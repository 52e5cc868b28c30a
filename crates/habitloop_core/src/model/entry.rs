//! Completion log entry model.
//!
//! # Invariants
//! - Entries are append-only; the core never mutates or deletes them.
//! - Difficulty and tags are snapshots taken when the entry is written.
//! - `period_id` is `None` only for ad-hoc completions outside tracked windows.

use crate::model::obligation::{Difficulty, Obligation, ObligationId};
use crate::model::period::PeriodId;
use chrono::{DateTime, Utc};
use serde::{Deserialize, Serialize};
use uuid::Uuid;

pub type EntryId = Uuid;

#[derive(Debug, Clone, Copy, PartialEq, Eq, Serialize, Deserialize)]
#[serde(rename_all = "snake_case")]
pub enum EntryOutcome {
    Success,
    Fail,
}

#[derive(Debug, Clone, PartialEq, Eq, Serialize, Deserialize)]
pub struct Entry {
    pub id: EntryId,
    pub obligation_id: ObligationId,
    pub period_id: Option<PeriodId>,
    pub completed_at: DateTime<Utc>,
    pub outcome: EntryOutcome,
    pub difficulty: Difficulty,
    pub tags: Vec<String>,
}

impl Entry {
    /// Records an outcome for `obligation`, snapshotting difficulty and tags.
    pub fn record(
        obligation: &Obligation,
        period_id: Option<PeriodId>,
        completed_at: DateTime<Utc>,
        outcome: EntryOutcome,
    ) -> Self {
        Self {
            id: Uuid::new_v4(),
            obligation_id: obligation.id,
            period_id,
            completed_at,
            outcome,
            difficulty: obligation.difficulty,
            tags: obligation.tags.clone(),
        }
    }
}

◆ Task objective
Where a line in the entries holds "Uuid", copy that line.

◆ The completed task
use uuid::Uuid;
pub type EntryId = Uuid;
            id: Uuid::new_v4(),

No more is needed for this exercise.